When I threw out my back for the first time last fall, I hadn’t had a gym membership for years.“Cycling makes me fit,” I’d reasoned, until picking up a small cardboard box laid me out for five days. I reconsidered my defintion of strength: I could ride a mountain bike for six hours, but could I get through day-to-day life without hurting myself?
Getting stronger not just for sport but also life is the goal behind kinesis, one of the newest trends in functional training, a workout performed on and around the dual-cable Technogym Kinesis® machine. The company’s design increases resistance as you move further from the machine, and unlike traditional cable systems and weightlifting, the 360-degree pivoting pulleys generate resistance in all directions. This enables the user to develop strength in almost any three-dimensional movement.
At Studio K, a kinesis gym in Pacific Palisades, California, owner Susan Howard says, “We’re working on functional movement patterns that allow us to be more dynamic and efficient in everything that we do, whether it’s hiking, kayaking, rock climbing, picking up your child, or going up a flight of stairs.” Howard calls her program “lifestyle performance enhancement”.
Participants perform a mix of high-intensity speed, power, and agility work; with low-intensity movements for strength, flexibility, balance, and core stability. Attached by the waist to the cables, they skip, jump, and move side to side. They also do strength work like rows, lunges, squats, and presses, on and off the machine.
Kinesis appeals to the casual fitness crowd, but ironically, it may the be serious athletes who need this kind of functional workout the most.
“A lot of times elite athletes who are only doing their sport get stuck in repetitive patterns in a single plane of motion—think of someone riding a bike,” says functional training specialist Dawna Graham, who teaches kinesis at Rally Sport Fitness Club in Boulder, Colorado.
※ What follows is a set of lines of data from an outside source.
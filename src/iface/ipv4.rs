use std::net::Ipv4Addr;

use log::{debug, trace, warn};

use super::NetworkInterface;
use crate::driver::clock::Clock;
use crate::driver::regs::Registers;
use crate::error::{NetError, NetResult};
use crate::network::ethernet::{EthHeader, EtherType, ETH_MAX_PAYLOAD, ZERO_MAC};
use crate::network::ipv4::{protocol, Ipv4Header, IP_DATA_LEN, IP_HEADER_LEN, IP_VER_LEN};

impl<R: Registers, C: Clock> NetworkInterface<R, C> {
    /// Wrap `payload` in an IPv4 header from our address and send it to `dst`
    pub fn ip_send(&mut self, protocol: u8, dst: Ipv4Addr, payload: &[u8]) -> NetResult<()> {
        trace!("ip: sending {} bytes of protocol {} to {}", payload.len(), protocol, dst);

        if payload.len() > IP_DATA_LEN {
            return Err(NetError::FrameTooLarge(payload.len()));
        }

        let mut header = Ipv4Header::new(protocol, self.config.ip, dst, payload.len() as u16);
        let id = self.next_ip_id();
        header.seal(id);

        let len = IP_HEADER_LEN + payload.len();
        let mut packet = [0u8; ETH_MAX_PAYLOAD];
        packet[..IP_HEADER_LEN].copy_from_slice(&header.to_bytes());
        packet[IP_HEADER_LEN..len].copy_from_slice(payload);

        self.eth_send(EthHeader::new(ZERO_MAC, EtherType::Ipv4), &packet[..len])
    }

    /// Validate an incoming packet and dispatch it by protocol
    pub fn ip_receive(&mut self, packet: &[u8]) -> NetResult<()> {
        trace!("ip: processing packet");

        let header = Ipv4Header::from_bytes(packet).ok_or(NetError::Truncated)?;
        if header.ver_len != IP_VER_LEN {
            debug!("ip: unsupported version/length {:#04x}", header.ver_len);
            return Err(NetError::UnsupportedVersion(header.ver_len));
        }

        let computed = header.calculate_checksum();
        if computed != header.checksum {
            warn!(
                "ip: checksum mismatch: expected {:#06x}, got {:#06x}",
                computed, header.checksum
            );
            return Err(NetError::BadChecksum {
                received: header.checksum,
                computed,
            });
        }

        let total_len = header.total_len as usize;
        if total_len < IP_HEADER_LEN || total_len > packet.len() {
            warn!("ip: total length {} outside packet of {} bytes", total_len, packet.len());
            return Err(NetError::Truncated);
        }
        let payload = &packet[IP_HEADER_LEN..total_len];

        match header.protocol {
            protocol::TCP => self.tcp_receive(&header, payload),
            protocol::UDP => self.udp_receive(&header, payload),
            protocol::ICMP => self.icmp_echo_reply(&header, payload),
            other => {
                debug!("ip: ignoring unsupported protocol {}", other);
                Ok(())
            }
        }
    }
}
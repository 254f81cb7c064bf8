//! PrairieView metadata reader
//!
//! Runs the full pipeline for one acquisition:
//! locate XML → extract scalars + resolve depths → assemble record.
//!
//! Holds only configuration, so one reader can serve any number of
//! acquisitions, including from several threads at once.

use pvscan_common::config::{ConfigResolver, ReaderConfig, TomlConfig};
use pvscan_common::logging::init_logging;
use std::path::Path;
use tracing::info;

use crate::document::PvDocument;
use crate::error::MetadataResult;
use crate::models::AcquisitionMetadata;
use crate::services::depth_resolver::resolve_depths;
use crate::services::metadata_locator::locate_metadata;
use crate::services::record_assembler::assemble;
use crate::services::scalar_extractor::extract_scalars;

/// Metadata reader service
#[derive(Debug, Clone, Default)]
pub struct MetadataReader {
    config: ReaderConfig,
}

impl MetadataReader {
    /// Create reader with default settings
    pub fn new() -> Self {
        Self::default()
    }

    /// Create reader with explicit settings
    pub fn with_config(config: ReaderConfig) -> Self {
        Self { config }
    }

    /// Create reader from the `[reader]` section of a loaded config
    pub fn from_config(config: &TomlConfig) -> Self {
        Self::with_config(config.reader.clone())
    }

    /// Resolve the config file and create a reader from it
    pub fn from_resolver(resolver: &ConfigResolver) -> MetadataResult<Self> {
        let config = resolver.resolve()?;
        Ok(Self::from_config(&config))
    }

    /// Resolve the config file, install the global log subscriber from its
    /// `[logging]` section, and create a reader from its `[reader]` section
    ///
    /// For host processes that have no subscriber of their own. Fails if a
    /// global subscriber is already installed.
    pub fn init(resolver: &ConfigResolver) -> MetadataResult<Self> {
        let config = resolver.resolve()?;
        init_logging(&config.logging)?;
        info!(
            extension = %config.reader.metadata_extension,
            "Metadata reader initialised"
        );
        Ok(Self::from_config(&config))
    }

    /// Active settings
    pub fn config(&self) -> &ReaderConfig {
        &self.config
    }

    /// Extract metadata for the acquisition that `image_path` belongs to
    pub fn extract(&self, image_path: &Path) -> MetadataResult<AcquisitionMetadata> {
        let doc = locate_metadata(image_path, &self.config.metadata_extension)?;
        self.extract_document(&doc)
    }

    /// Extract metadata from an already parsed document
    pub fn extract_document(&self, doc: &PvDocument) -> MetadataResult<AcquisitionMetadata> {
        let scalars = extract_scalars(doc, &self.config)?;
        let depths = resolve_depths(doc)?;
        let record = assemble(scalars, depths);

        info!(
            file = %doc.source().display(),
            num_frames = record.num_frames,
            num_channels = record.num_channels,
            num_depths = record.num_depths,
            frame_rate = record.frame_rate,
            "Extracted acquisition metadata"
        );

        Ok(record)
    }

    /// Extract metadata for several acquisitions, one result per input path
    pub fn extract_batch(
        &self,
        image_paths: &[impl AsRef<Path>],
    ) -> Vec<MetadataResult<AcquisitionMetadata>> {
        image_paths
            .iter()
            .map(|path| self.extract(path.as_ref()))
            .collect()
    }
}
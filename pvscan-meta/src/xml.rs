//! In-memory XML element tree
//!
//! PrairieView metadata lives entirely in element names and attributes, so
//! the tree keeps only those and drops text content. Children are stored in
//! document order and every query preserves it.

use quick_xml::events::{BytesStart, Event};
use quick_xml::Reader;
use thiserror::Error;

use crate::error::{MetadataError, MetadataResult};

/// XML tree construction errors
#[derive(Debug, Error)]
pub enum TreeError {
    /// Parser-level syntax error
    #[error("{0}")]
    Syntax(#[from] quick_xml::Error),

    /// Closing tag without a matching open element
    #[error("unexpected closing tag </{0}>")]
    Unbalanced(String),

    /// Input ended while an element was still open
    #[error("unclosed element <{0}>")]
    Unclosed(String),

    /// More than one top-level element
    #[error("multiple root elements")]
    MultipleRoots,

    /// No element at all
    #[error("document has no root element")]
    Empty,
}

/// One XML element with its attributes and children
#[derive(Debug, Clone, PartialEq)]
pub struct Element {
    name: String,
    attributes: Vec<(String, String)>,
    children: Vec<Element>,
}

impl Element {
    /// Parse a complete document and return its root element
    pub fn parse(xml: &str) -> Result<Element, TreeError> {
        let mut reader = Reader::from_str(xml);
        reader.config_mut().trim_text(true);

        let mut stack: Vec<Element> = Vec::new();
        let mut root: Option<Element> = None;

        loop {
            match reader.read_event()? {
                Event::Start(start) => stack.push(Element::from_start(&start)?),
                Event::Empty(start) => {
                    let element = Element::from_start(&start)?;
                    attach(&mut stack, &mut root, element)?;
                }
                Event::End(end) => {
                    let element = stack.pop().ok_or_else(|| {
                        TreeError::Unbalanced(String::from_utf8_lossy(end.name().as_ref()).into_owned())
                    })?;
                    attach(&mut stack, &mut root, element)?;
                }
                Event::Eof => break,
                _ => {}
            }
        }

        if let Some(open) = stack.last() {
            return Err(TreeError::Unclosed(open.name.clone()));
        }
        root.ok_or(TreeError::Empty)
    }

    fn from_start(start: &BytesStart<'_>) -> Result<Element, TreeError> {
        let name = String::from_utf8_lossy(start.name().as_ref()).into_owned();
        let mut attributes = Vec::new();
        for attr in start.attributes() {
            let attr = attr.map_err(quick_xml::Error::from)?;
            let key = String::from_utf8_lossy(attr.key.as_ref()).into_owned();
            let value = attr.unescape_value()?.into_owned();
            attributes.push((key, value));
        }
        Ok(Element {
            name,
            attributes,
            children: Vec::new(),
        })
    }

    /// Element name
    pub fn name(&self) -> &str {
        &self.name
    }

    /// Attribute value by key
    pub fn attr(&self, key: &str) -> Option<&str> {
        self.attributes
            .iter()
            .find(|(k, _)| k == key)
            .map(|(_, v)| v.as_str())
    }

    /// True if the attribute exists and equals `value`
    pub fn attr_is(&self, key: &str, value: &str) -> bool {
        self.attr(key) == Some(value)
    }

    /// Attribute value, or `MissingNode` naming `field@key`
    pub fn required_attr(&self, key: &str, field: &str) -> MetadataResult<&str> {
        self.attr(key)
            .ok_or_else(|| MetadataError::missing(format!("{}@{}", field, key)))
    }

    /// Direct children in document order
    pub fn children(&self) -> &[Element] {
        &self.children
    }

    /// Direct children with the given name
    pub fn children_named<'a>(&'a self, name: &'a str) -> impl Iterator<Item = &'a Element> + 'a {
        self.children.iter().filter(move |c| c.name == name)
    }

    /// All descendants (not self) with the given name, pre-order
    pub fn descendants_named<'a>(&'a self, name: &str) -> Vec<&'a Element> {
        let mut found = Vec::new();
        collect_descendants(self, name, &mut found);
        found
    }
}

fn collect_descendants<'a>(element: &'a Element, name: &str, found: &mut Vec<&'a Element>) {
    for child in &element.children {
        if child.name == name {
            found.push(child);
        }
        collect_descendants(child, name, found);
    }
}

fn attach(
    stack: &mut [Element],
    root: &mut Option<Element>,
    element: Element,
) -> Result<(), TreeError> {
    if let Some(parent) = stack.last_mut() {
        parent.children.push(element);
        return Ok(());
    }
    if root.is_some() {
        return Err(TreeError::MultipleRoots);
    }
    *root = Some(element);
    Ok(())
}

/// Exactly one match, or a named error
///
/// Zero matches is `MissingNode`; more than one is `AmbiguousNode`.
pub fn exactly_one<'a, I>(matches: I, field: &str) -> MetadataResult<&'a Element>
where
    I: IntoIterator<Item = &'a Element>,
{
    let mut iter = matches.into_iter();
    let first = iter.next().ok_or_else(|| MetadataError::missing(field))?;
    let extra = iter.count();
    if extra > 0 {
        return Err(MetadataError::AmbiguousNode {
            field: field.to_string(),
            count: extra + 1,
        });
    }
    Ok(first)
}

/// Parse an attribute value as f64
pub fn parse_f64(value: &str, field: &str) -> MetadataResult<f64> {
    value
        .trim()
        .parse::<f64>()
        .map_err(|_| MetadataError::invalid(field, value))
}
//! Acquisition metadata record
//!
//! The flat snapshot handed to the table-population side of the pipeline.
//! Serialized key names follow the pipeline's ScanInfo/Field columns.

use chrono::{NaiveDateTime, NaiveTime};
use serde::Serialize;

/// Metadata for one PrairieView acquisition
///
/// Built fresh by the assembler for every extraction and never mutated
/// afterwards.
#[derive(Debug, Clone, PartialEq, Serialize)]
pub struct AcquisitionMetadata {
    /// Always 1; PrairieView images a single field
    pub num_fields: u32,
    pub num_channels: usize,
    #[serde(rename = "num_planes")]
    pub num_depths: usize,
    pub num_frames: usize,
    /// Always 0; ROIs are not recorded in the XML
    pub num_rois: u32,
    /// Hz
    pub frame_rate: f64,
    /// Always false; no bidirectional XY scanning
    pub bidirectional: bool,
    pub bidirectional_z: bool,
    /// Serializes as ISO-8601 (`2023-03-14T13:05:09`)
    pub scan_datetime: NaiveDateTime,
    /// Null when the cycle-1 Sequence carries no `time`
    pub recording_time: Option<NaiveTime>,
    pub usecs_per_line: f64,
    /// Seconds
    pub scan_duration: f64,
    pub height_in_pixels: u32,
    pub width_in_pixels: u32,
    pub height_in_um: f64,
    pub width_in_um: f64,
    #[serde(rename = "fieldX")]
    pub field_x: f64,
    #[serde(rename = "fieldY")]
    pub field_y: f64,
    /// One entry per depth
    #[serde(rename = "fieldZ")]
    pub z_positions: Vec<f64>,
}

impl AcquisitionMetadata {
    pub const NUM_FIELDS: u32 = 1;
    pub const NUM_ROIS: u32 = 0;

    /// Render as a JSON object keyed by pipeline column names
    pub fn to_json(&self) -> serde_json::Result<serde_json::Value> {
        serde_json::to_value(self)
    }
}
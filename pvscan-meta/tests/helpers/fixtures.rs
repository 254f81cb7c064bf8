//! PrairieView session fixtures
//!
//! Builds PVScan XML documents shaped like the instrument's output and
//! writes them, with a placeholder image file, into a session directory.

use std::fs;
use std::path::{Path, PathBuf};

/// Depth structure of a fixture
#[derive(Debug, Clone)]
pub enum Planes {
    /// One plane; frames carry no Z block
    Single { frames: usize },
    /// `z_per_depth[depth][controller]`, repeated for every cycle
    Multi {
        cycles: usize,
        z_per_depth: Vec<Vec<f64>>,
    },
}

/// One PrairieView acquisition session
#[derive(Debug, Clone)]
pub struct PvScanFixture {
    pub date: String,
    pub recording_time: String,
    pub frame_period: f64,
    pub scan_line_period: f64,
    pub pixels_per_line: u32,
    pub microns_per_pixel: f64,
    pub scan_center: (f64, f64),
    /// Global positionCurrent Z controllers
    pub global_z: Vec<f64>,
    pub channels: Vec<u32>,
    pub bidirectional_z: Option<bool>,
    pub planes: Planes,
}

impl PvScanFixture {
    pub fn single_plane(frames: usize) -> Self {
        Self {
            date: "3/14/2023 1:05:09 PM".to_string(),
            recording_time: "13:05:09.1234567".to_string(),
            frame_period: 0.033,
            scan_line_period: 6.3e-5,
            pixels_per_line: 512,
            microns_per_pixel: 1.2,
            scan_center: (0.125, -0.25),
            global_z: vec![-150.5, 25.0],
            channels: vec![1],
            bidirectional_z: None,
            planes: Planes::Single { frames },
        }
    }

    pub fn multi_plane(cycles: usize, z_per_depth: Vec<Vec<f64>>) -> Self {
        Self {
            bidirectional_z: Some(false),
            planes: Planes::Multi {
                cycles,
                z_per_depth,
            },
            ..Self::single_plane(0)
        }
    }

    pub fn with_frame_period(mut self, frame_period: f64) -> Self {
        self.frame_period = frame_period;
        self
    }

    pub fn with_geometry(mut self, pixels_per_line: u32, microns_per_pixel: f64) -> Self {
        self.pixels_per_line = pixels_per_line;
        self.microns_per_pixel = microns_per_pixel;
        self
    }

    pub fn with_channels(mut self, channels: Vec<u32>) -> Self {
        self.channels = channels;
        self
    }

    pub fn with_bidirectional_z(mut self, bidirectional_z: bool) -> Self {
        self.bidirectional_z = Some(bidirectional_z);
        self
    }

    /// Render the PVScan document
    pub fn to_xml(&self) -> String {
        let mut xml = String::new();
        xml.push_str("<?xml version=\"1.0\" encoding=\"utf-8\"?>\n");
        xml.push_str(&format!(
            "<PVScan version=\"5.5.64.600\" date=\"{}\" notes=\"\">\n",
            self.date
        ));
        xml.push_str("  <SystemIDs SystemID=\"4410\">\n    <SystemID SystemID=\"4410\" Description=\"Test Rig\" />\n  </SystemIDs>\n");
        xml.push_str(&self.global_state());

        let mut frame_number = 0usize;
        match &self.planes {
            Planes::Single { frames } => {
                xml.push_str(&self.sequence_open(1, "TSeries Timed Element"));
                for index in 1..=*frames {
                    xml.push_str(&self.frame(index, frame_number, None));
                    frame_number += 1;
                }
                xml.push_str("  </Sequence>\n");
            }
            Planes::Multi {
                cycles,
                z_per_depth,
            } => {
                for cycle in 1..=*cycles {
                    xml.push_str(&self.sequence_open(cycle, "TSeries ZSeries Element"));
                    for (depth, controllers) in z_per_depth.iter().enumerate() {
                        xml.push_str(&self.frame(depth + 1, frame_number, Some(controllers.as_slice())));
                        frame_number += 1;
                    }
                    xml.push_str("  </Sequence>\n");
                }
            }
        }

        xml.push_str("</PVScan>\n");
        xml
    }

    /// Write the XML and one image file; returns the image path
    pub fn write_session(&self, dir: &Path) -> PathBuf {
        fs::write(dir.join("TSeries-03142023-1305-001.xml"), self.to_xml()).unwrap();
        let image = dir.join("TSeries-03142023-1305-001_Cycle00001_Ch1_000001.ome.tif");
        fs::write(&image, b"II*\x00").unwrap();
        image
    }

    /// relativeTime of the last frame
    pub fn expected_duration(&self) -> f64 {
        let frames = match &self.planes {
            Planes::Single { frames } => *frames,
            Planes::Multi {
                cycles,
                z_per_depth,
            } => cycles * z_per_depth.len(),
        };
        frames.saturating_sub(1) as f64 * self.frame_period
    }

    fn global_state(&self) -> String {
        let z_entries: String = self
            .global_z
            .iter()
            .enumerate()
            .map(|(sub, z)| {
                format!(
                    "        <SubindexedValue subindex=\"{}\" value=\"{}\" description=\"Z{}\" />\n",
                    sub, z, sub
                )
            })
            .collect();

        format!(
            r#"  <PVStateShard>
    <PVStateValue key="activeMode" value="ResonantGalvo" />
    <PVStateValue key="framePeriod" value="{frame_period}" />
    <PVStateValue key="scanLinePeriod" value="{line_period}" />
    <PVStateValue key="pixelsPerLine" value="{pixels}" />
    <PVStateValue key="linesPerFrame" value="{pixels}" />
    <PVStateValue key="micronsPerPixel">
      <IndexedValue index="XAxis" value="{mpp}" />
      <IndexedValue index="YAxis" value="{mpp}" />
      <IndexedValue index="ZAxis" value="1" />
    </PVStateValue>
    <PVStateValue key="currentScanCenter">
      <IndexedValue index="XAxis" value="{cx}" />
      <IndexedValue index="YAxis" value="{cy}" />
    </PVStateValue>
    <PVStateValue key="positionCurrent">
      <SubindexedValues index="XAxis">
        <SubindexedValue subindex="0" value="1024.5" />
      </SubindexedValues>
      <SubindexedValues index="YAxis">
        <SubindexedValue subindex="0" value="-512.25" />
      </SubindexedValues>
      <SubindexedValues index="ZAxis">
{z_entries}      </SubindexedValues>
    </PVStateValue>
  </PVStateShard>
"#,
            frame_period = self.frame_period,
            line_period = self.scan_line_period,
            pixels = self.pixels_per_line,
            mpp = self.microns_per_pixel,
            cx = self.scan_center.0,
            cy = self.scan_center.1,
            z_entries = z_entries,
        )
    }

    fn sequence_open(&self, cycle: usize, kind: &str) -> String {
        let bidirectional = match self.bidirectional_z {
            Some(true) => " bidirectionalZ=\"True\"",
            Some(false) => " bidirectionalZ=\"False\"",
            None => "",
        };
        format!(
            "  <Sequence type=\"{}\" cycle=\"{}\" time=\"{}\"{}>\n",
            kind, cycle, self.recording_time, bidirectional
        )
    }

    fn frame(&self, index: usize, frame_number: usize, z: Option<&[f64]>) -> String {
        let files: String = self
            .channels
            .iter()
            .map(|ch| {
                format!(
                    "      <File channel=\"{ch}\" channelName=\"Ch{ch}\" filename=\"frame_Ch{ch}_{:06}.ome.tif\" />\n",
                    frame_number + 1
                )
            })
            .collect();

        let shard = match z {
            None => "      <PVStateShard />\n".to_string(),
            Some(controllers) => {
                let entries: String = controllers
                    .iter()
                    .enumerate()
                    .map(|(sub, value)| {
                        format!(
                            "            <SubindexedValue subindex=\"{}\" value=\"{}\" />\n",
                            sub, value
                        )
                    })
                    .collect();
                format!(
                    "      <PVStateShard>\n        <PVStateValue key=\"positionCurrent\">\n          <SubindexedValues index=\"ZAxis\">\n{}          </SubindexedValues>\n        </PVStateValue>\n      </PVStateShard>\n",
                    entries
                )
            }
        };

        format!(
            "    <Frame relativeTime=\"{}\" absoluteTime=\"{}\" index=\"{}\" parameterSet=\"CurrentSettings\">\n{}      <ExtraParameters validData=\"True\" />\n{}    </Frame>\n",
            frame_number as f64 * self.frame_period,
            1.5 + frame_number as f64 * self.frame_period,
            index,
            files,
            shard
        )
    }
}
//! Parsed PrairieView metadata document
//!
//! Wraps the root `PVScan` element and names the lookup paths of the
//! schema. Global acquisition state is read from the document-level
//! `PVScan/PVStateShard`; per-frame state lives under each `Frame`.

use std::path::{Path, PathBuf};

use crate::error::{MetadataError, MetadataResult};
use crate::xml::{exactly_one, parse_f64, Element};

/// A parsed metadata XML file
#[derive(Debug, Clone)]
pub struct PvDocument {
    source: PathBuf,
    root: Element,
}

impl PvDocument {
    /// Parse XML text; `source` is only used for error reporting
    pub fn parse(source: impl Into<PathBuf>, xml: &str) -> MetadataResult<Self> {
        let source = source.into();
        let root = Element::parse(xml).map_err(|e| MetadataError::Xml {
            path: source.clone(),
            source: e,
        })?;
        Ok(Self { source, root })
    }

    /// Read and parse an XML file
    pub fn from_file(path: &Path) -> MetadataResult<Self> {
        let xml = std::fs::read_to_string(path)?;
        Self::parse(path, &xml)
    }

    /// File the document was read from
    pub fn source(&self) -> &Path {
        &self.source
    }

    /// Root element
    pub fn root(&self) -> &Element {
        &self.root
    }

    /// True if the document describes at least one acquisition sequence
    pub fn has_sequence(&self) -> bool {
        !self.root.descendants_named("Sequence").is_empty()
    }

    /// Every `Sequence/Frame` in document order, across all cycles
    pub fn frames(&self) -> Vec<&Element> {
        self.root
            .descendants_named("Sequence")
            .into_iter()
            .flat_map(|seq| seq.children_named("Frame"))
            .collect()
    }

    /// The unique `Sequence[@cycle='1']`
    pub fn first_cycle(&self) -> MetadataResult<&Element> {
        exactly_one(
            self.root
                .descendants_named("Sequence")
                .into_iter()
                .filter(|seq| seq.attr_is("cycle", "1")),
            "Sequence[@cycle='1']",
        )
    }

    /// The unique global `PVStateValue[@key=key]`
    pub fn state_value(&self, key: &str) -> MetadataResult<&Element> {
        exactly_one(
            self.root
                .children_named("PVStateShard")
                .flat_map(|shard| shard.children_named("PVStateValue"))
                .filter(|value| value.attr_is("key", key)),
            &format!("PVStateValue[@key='{}']", key),
        )
    }

    /// The `value` attribute of a global state value
    pub fn state_text(&self, key: &str) -> MetadataResult<&str> {
        let field = format!("PVStateValue[@key='{}']", key);
        self.state_value(key)?.required_attr("value", &field)
    }

    /// A global state value parsed as f64
    pub fn state_f64(&self, key: &str) -> MetadataResult<f64> {
        let field = format!("PVStateValue[@key='{}']", key);
        parse_f64(self.state_text(key)?, &field)
    }

    /// The unique `IndexedValue[@index=index]` of a global state value, as f64
    pub fn indexed_f64(&self, key: &str, index: &str) -> MetadataResult<f64> {
        let field = format!("PVStateValue[@key='{}']/IndexedValue[@index='{}']", key, index);
        let entry = exactly_one(
            self.state_value(key)?
                .children_named("IndexedValue")
                .filter(|v| v.attr_is("index", index)),
            &field,
        )?;
        parse_f64(entry.required_attr("value", &field)?, &field)
    }
}
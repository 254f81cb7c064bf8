//! Configuration loading and resolution
//!
//! Config file resolution follows this priority order:
//! 1. Explicit path supplied by the caller (highest priority)
//! 2. `PVSCAN_CONFIG` environment variable
//! 3. `<user config dir>/pvscan/pvscan.toml`, if present
//! 4. Compiled defaults (fallback)
//!
//! A config file that is named but missing degrades to defaults with a warning.
//! A config file that exists but cannot be parsed is an error.

use crate::{Error, Result};
use serde::{Deserialize, Serialize};
use std::path::{Path, PathBuf};
use tracing::{debug, info, warn};

/// Environment variable naming an explicit config file
pub const CONFIG_ENV_VAR: &str = "PVSCAN_CONFIG";

/// Acquisition start format written to the PVScan `date` attribute
pub const DEFAULT_DATE_FORMAT: &str = "%m/%d/%Y %I:%M:%S %p";

/// Time-of-day format written to the Sequence `time` attribute
pub const DEFAULT_TIME_FORMAT: &str = "%H:%M:%S%.f";

/// Top-level TOML configuration
///
/// Every section is optional; an empty file yields the defaults.
#[derive(Debug, Clone, Default, PartialEq, Serialize, Deserialize)]
#[serde(default)]
pub struct TomlConfig {
    /// Metadata reader settings
    pub reader: ReaderConfig,
    /// Logging settings
    pub logging: LoggingConfig,
}

/// Settings for locating and parsing the metadata XML
#[derive(Debug, Clone, PartialEq, Serialize, Deserialize)]
#[serde(default)]
pub struct ReaderConfig {
    /// File extension of metadata candidates (without the dot)
    pub metadata_extension: String,
    /// chrono format of the root `date` attribute
    pub date_format: String,
    /// chrono format of the cycle-1 Sequence `time` attribute
    pub time_format: String,
}

impl Default for ReaderConfig {
    fn default() -> Self {
        Self {
            metadata_extension: "xml".to_string(),
            date_format: DEFAULT_DATE_FORMAT.to_string(),
            time_format: DEFAULT_TIME_FORMAT.to_string(),
        }
    }
}

/// Logging settings
#[derive(Debug, Clone, PartialEq, Serialize, Deserialize)]
#[serde(default)]
pub struct LoggingConfig {
    /// Default filter directive when `RUST_LOG` is unset (e.g. "info", "pvscan_meta=debug")
    pub level: String,
}

impl Default for LoggingConfig {
    fn default() -> Self {
        Self {
            level: "info".to_string(),
        }
    }
}

impl TomlConfig {
    /// Parse configuration from TOML text
    pub fn from_toml_str(content: &str) -> Result<Self> {
        let config: TomlConfig = toml::from_str(content)
            .map_err(|e| Error::Config(format!("Parse TOML failed: {}", e)))?;
        config.validate()?;
        Ok(config)
    }

    /// Load configuration from a TOML file
    pub fn load(path: &Path) -> Result<Self> {
        let content = std::fs::read_to_string(path)
            .map_err(|e| Error::Config(format!("Read TOML failed ({}): {}", path.display(), e)))?;
        Self::from_toml_str(&content)
    }

    /// Reject values the reader cannot work with
    pub fn validate(&self) -> Result<()> {
        let ext = self.reader.metadata_extension.trim();
        if ext.is_empty() {
            return Err(Error::Config(
                "reader.metadata_extension must not be empty".to_string(),
            ));
        }
        if ext.starts_with('.') {
            return Err(Error::Config(format!(
                "reader.metadata_extension must not include the leading dot: {:?}",
                ext
            )));
        }
        if self.reader.date_format.trim().is_empty() || self.reader.time_format.trim().is_empty() {
            return Err(Error::Config(
                "reader.date_format and reader.time_format must not be empty".to_string(),
            ));
        }
        Ok(())
    }
}

/// Default per-user config file location for the platform
pub fn default_config_path() -> Option<PathBuf> {
    dirs::config_dir().map(|d| d.join("pvscan").join("pvscan.toml"))
}

/// Resolves which config file (if any) to load
#[derive(Debug, Clone, Default)]
pub struct ConfigResolver {
    explicit_path: Option<PathBuf>,
}

impl ConfigResolver {
    /// Resolver without an explicit path (ENV → user config → defaults)
    pub fn new() -> Self {
        Self { explicit_path: None }
    }

    /// Resolver with an explicit path that overrides every other source
    pub fn with_path(path: impl Into<PathBuf>) -> Self {
        Self {
            explicit_path: Some(path.into()),
        }
    }

    /// Config file path chosen by priority order, if any source names one
    pub fn config_path(&self) -> Option<PathBuf> {
        if let Some(path) = &self.explicit_path {
            return Some(path.clone());
        }

        if let Ok(path) = std::env::var(CONFIG_ENV_VAR) {
            if !path.trim().is_empty() {
                return Some(PathBuf::from(path));
            }
        }

        default_config_path().filter(|p| p.exists())
    }

    /// Load the resolved configuration, falling back to defaults
    pub fn resolve(&self) -> Result<TomlConfig> {
        match self.config_path() {
            Some(path) if path.exists() => {
                info!("Loading config from {}", path.display());
                TomlConfig::load(&path)
            }
            Some(path) => {
                warn!(
                    "Config file {} not found, using compiled defaults",
                    path.display()
                );
                Ok(TomlConfig::default())
            }
            None => {
                debug!("No config file configured, using compiled defaults");
                Ok(TomlConfig::default())
            }
        }
    }
}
“Functional training like kinesis moves you in three dimensions and helps you to achieve full range of motion in all your joints.” This makes the body more efficient, able to recruit more muscle and power for the same amount of energy.
The other key element of kinesis is core stability. The core is engaged in every movement in kinesis—needed to balance and stabilize the entire body in performing a single-arm pull, for example.
These dual benefits of mobility and stability facilitate power transfer from one part of the body to another in sports and daily functions. They’re also key to injury prevention.
“Shoulders, hips, and feet can get tight or injured from sport-specific training,” says Erin Carson, fitness director and co-owner at RallySport. This tightness and muscular imbalance can make seemingly “strong” individuals vulnerable to injury from non-sport related movements—like lifting a cardboard box.
That’s why ensuring optimal mobility and stability with a program like kinesis is the first step to building a stronger athlete, says Carson, who has applied this philosophy to conditioning elite athletes like Mirinda Carfrae, 2013 IRONMAN World Champion.
RallySport recommends kinesis once a week as a supplement to aerobic training, and at a lower intensity than CrossFit or boot camp, it won’t wear you out for your sport training.
At some point, Carson says, you will need to progress beyond kinesis to keep making strength gains—but pure strength isn’t the point of this workout. Kinesis means “movement”, and the more of your life you spend in motion, the more you stand to gain by becoming more well-rounded and efficient in that motion.